Q I love running but two years ago my motivation started to slip and I was diagnosed with clinical depression. I am recovering well, and would like to start running again. My therapist says the same amount of activity every day will help stabilise my mood. As I shouldn’t run every day at least to start with how can I maintain this important balance of activity and rest every day?
A To successfully return to running, recognise that your fitness will have dropped. Ward off any negative thoughts by being realistic and positive about how long it will take to get back to your previous condition. Keep the amount of activity you do consistent day-to-day by coming up with a couple of alternatives to running. You could run for 30 minutes on day one, walk for 30 minutes on day two and stretch for 30 minutes on day three. Try to do the activity at the same time every day: you’re more likely to stick with it.
Run in a pleasant environment and focus on enjoying what you see and hear and not on your times or heart rate.

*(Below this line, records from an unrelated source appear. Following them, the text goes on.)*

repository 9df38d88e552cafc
//! # PostgreSQL Event Repository
//!
//! PostgreSQL implementation of [`EventRepository`] over the `events` table.
//!
//! Listings join each event with its venue. Deletes rely on the schema's
//! `ON DELETE CASCADE` for registrations and `ON DELETE SET NULL` for
//! speakers.

use super::errors::{EVENT_VENUE_FK, store_error, violation};
use crate::domain::entities::{Event, EventDetails, EventListing};
use crate::domain::value_objects::{EventId, VenueId};
use crate::infrastructure::persistence::traits::{
    EventRepository, RepositoryError, RepositoryResult,
};
use async_trait::async_trait;
use chrono::NaiveDate;
use sqlx::PgPool;

/// PostgreSQL implementation of [`EventRepository`].
#[derive(Debug, Clone)]
pub struct PostgresEventRepository {
    pool: PgPool,
}

impl PostgresEventRepository {
    /// Creates a new repository over `pool`.
    #[must_use]
    pub fn new(pool: PgPool) -> Self {
        Self { pool }
    }
}

fn write_error(err: sqlx::Error, venue_id: VenueId) -> RepositoryError {
    match violation(&err) {
        Some(v) if v.is(EVENT_VENUE_FK) => RepositoryError::missing_reference("Venue", venue_id),
        _ => store_error(err),
    }
}

#[async_trait]
impl EventRepository for PostgresEventRepository {
    async fn list(&self) -> RepositoryResult<Vec<EventListing>> {
        let rows: Vec<EventListingRow> = sqlx::query_as(
            r#"
            SELECT e.event_id, e.event_name, e.event_date, e.event_description,
                   e.venue_id, v.venue_name, v.location, v.capacity
            FROM events e
            JOIN venues v ON v.venue_id = e.venue_id
            ORDER BY e.event_date DESC, e.event_id
            "#,
        )
        .fetch_all(&self.pool)
        .await
        .map_err(store_error)?;

        rows.into_iter()
            .map(EventListingRow::try_into_listing)
            .collect()
    }

    async fn get(&self, id: EventId) -> RepositoryResult<Option<EventListing>> {
        let row: Option<EventListingRow> = sqlx::query_as(
            r#"
            SELECT e.event_id, e.event_name, e.event_date, e.event_description,
                   e.venue_id, v.venue_name, v.location, v.capacity
            FROM events e
            JOIN venues v ON v.venue_id = e.venue_id
            WHERE e.event_id = $1
            "#,
        )
        .bind(id.get())
        .fetch_optional(&self.pool)
        .await
        .map_err(store_error)?;

        row.map(EventListingRow::try_into_listing).transpose()
    }

    async fn exists(&self, id: EventId) -> RepositoryResult<bool> {
        let (exists,): (bool,) =
            sqlx::query_as("SELECT EXISTS (SELECT 1 FROM events WHERE event_id = $1)")
                .bind(id.get())
                .fetch_one(&self.pool)
                .await
                .map_err(store_error)?;

        Ok(exists)
    }

    async fn create(&self, details: &EventDetails) -> RepositoryResult<Event> {
        let (id,): (i64,) = sqlx::query_as(
            r#"
            INSERT INTO events (event_name, event_date, event_description, venue_id)
            VALUES ($1, $2, $3, $4)
            RETURNING event_id
            "#,
        )
        .bind(details.name())
        .bind(details.date())
        .bind(details.description())
        .bind(details.venue_id().get())
        .fetch_one(&self.pool)
        .await
        .map_err(|e| write_error(e, details.venue_id()))?;

        Ok(Event::new(EventId::new(id), details.clone()))
    }

    async fn update(
        &self,
        id: EventId,
        details: &EventDetails,
    ) -> RepositoryResult<Option<Event>> {
        let result = sqlx::query(
            r#"
            UPDATE events
            SET event_name = $1, event_date = $2, event_description = $3, venue_id = $4
            WHERE event_id = $5
            "#,
        )
        .bind(details.name())
        .bind(details.date())
        .bind(details.description())
        .bind(details.venue_id().get())
        .bind(id.get())
        .execute(&self.pool)
        .await
        .map_err(|e| write_error(e, details.venue_id()))?;

        if result.rows_affected() == 0 {
            return Ok(None);
        }
        Ok(Some(Event::new(id, details.clone())))
    }

    async fn delete(&self, id: EventId) -> RepositoryResult<bool> {
        let result = sqlx::query("DELETE FROM events WHERE event_id = $1")
            .bind(id.get())
            .execute(&self.pool)
            .await
            .map_err(store_error)?;

        Ok(result.rows_affected() > 0)
    }
}

/// Row type for event listing queries.
#[derive(Debug, sqlx::FromRow)]
struct EventListingRow {
    event_id: i64,
    event_name: String,
    event_date: NaiveDate,
    event_description: String,
    venue_id: i64,
    venue_name: String,
    location: String,
    capacity: i32,
}

impl EventListingRow {
    /// Converts the row into an EventListing.
    fn try_into_listing(self) -> RepositoryResult<EventListing> {
        let details = EventDetails::new(
            &self.event_name,
            self.event_date,
            &self.event_description,
            VenueId::new(self.venue_id),
        )
        .map_err(|e| RepositoryError::internal(format!("event {}: {e}", self.event_id)))?;

        Ok(EventListing {
            event: Event::new(EventId::new(self.event_id), details),
            venue_name: self.venue_name,
            location: self.location,
            capacity: self.capacity,
        })
    }
}
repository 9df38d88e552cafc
//! # API Layer
//!
//! External interfaces of the service.

pub mod rest;
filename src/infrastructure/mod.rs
//! # Infrastructure Layer
//!
//! Adapters to the outside world: the relational store.

pub mod persistence;
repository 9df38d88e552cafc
//! Event manager HTTP server.

use anyhow::Context;
use clap::{Parser, Subcommand};
use event_manager::config::AppConfig;
use event_manager::{server, telemetry};
use std::path::PathBuf;
use tracing::info;

#[derive(Parser, Debug)]
#[command(author, version, about)]
struct Cli {
    /// TOML configuration file; defaults to `config/default.toml` if present.
    #[arg(short, long, global = true)]
    config: Option<PathBuf>,

    #[command(subcommand)]
    command: Option<Command>,
}

#[derive(Subcommand, Debug, Clone, Copy, Default)]
enum Command {
    /// Serve the REST API.
    #[default]
    Serve,
    /// Apply pending database migrations and exit.
    Migrate,
}

#[tokio::main]
async fn main() -> anyhow::Result<()> {
    let _ = dotenvy::dotenv();
    let cli = Cli::parse();

    let config = AppConfig::load(cli.config.as_deref()).context("loading configuration")?;
    telemetry::init_tracing(&config.logging).context("initialising tracing")?;

    match cli.command.unwrap_or_default() {
        Command::Serve => {
            info!(version = env!("CARGO_PKG_VERSION"), "Starting event manager");
            server::serve(&config).await.context("serving")?;
        }
        Command::Migrate => {
            server::migrate(&config).await.context("migrating")?;
        }
    }

    info!("Shut down cleanly");
    Ok(())
}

The run will be stimulating and you’ll feel a sense of achievement when you finish because you will have done something for yourself. Only increase the time you spend running and the number of days you run after consulting your therapist you don’t want to overdo it, or risk an injury, because coping with setbacks will be more of a challenge if you are depressed.
Recognise your improvements. Keep your goals modest. Reward yourself for just going out and running and sticking to your new fitness routine. This will help you have a successful reintroduction to running, minimise injury risk, and provide you with a greater sense of enjoyment.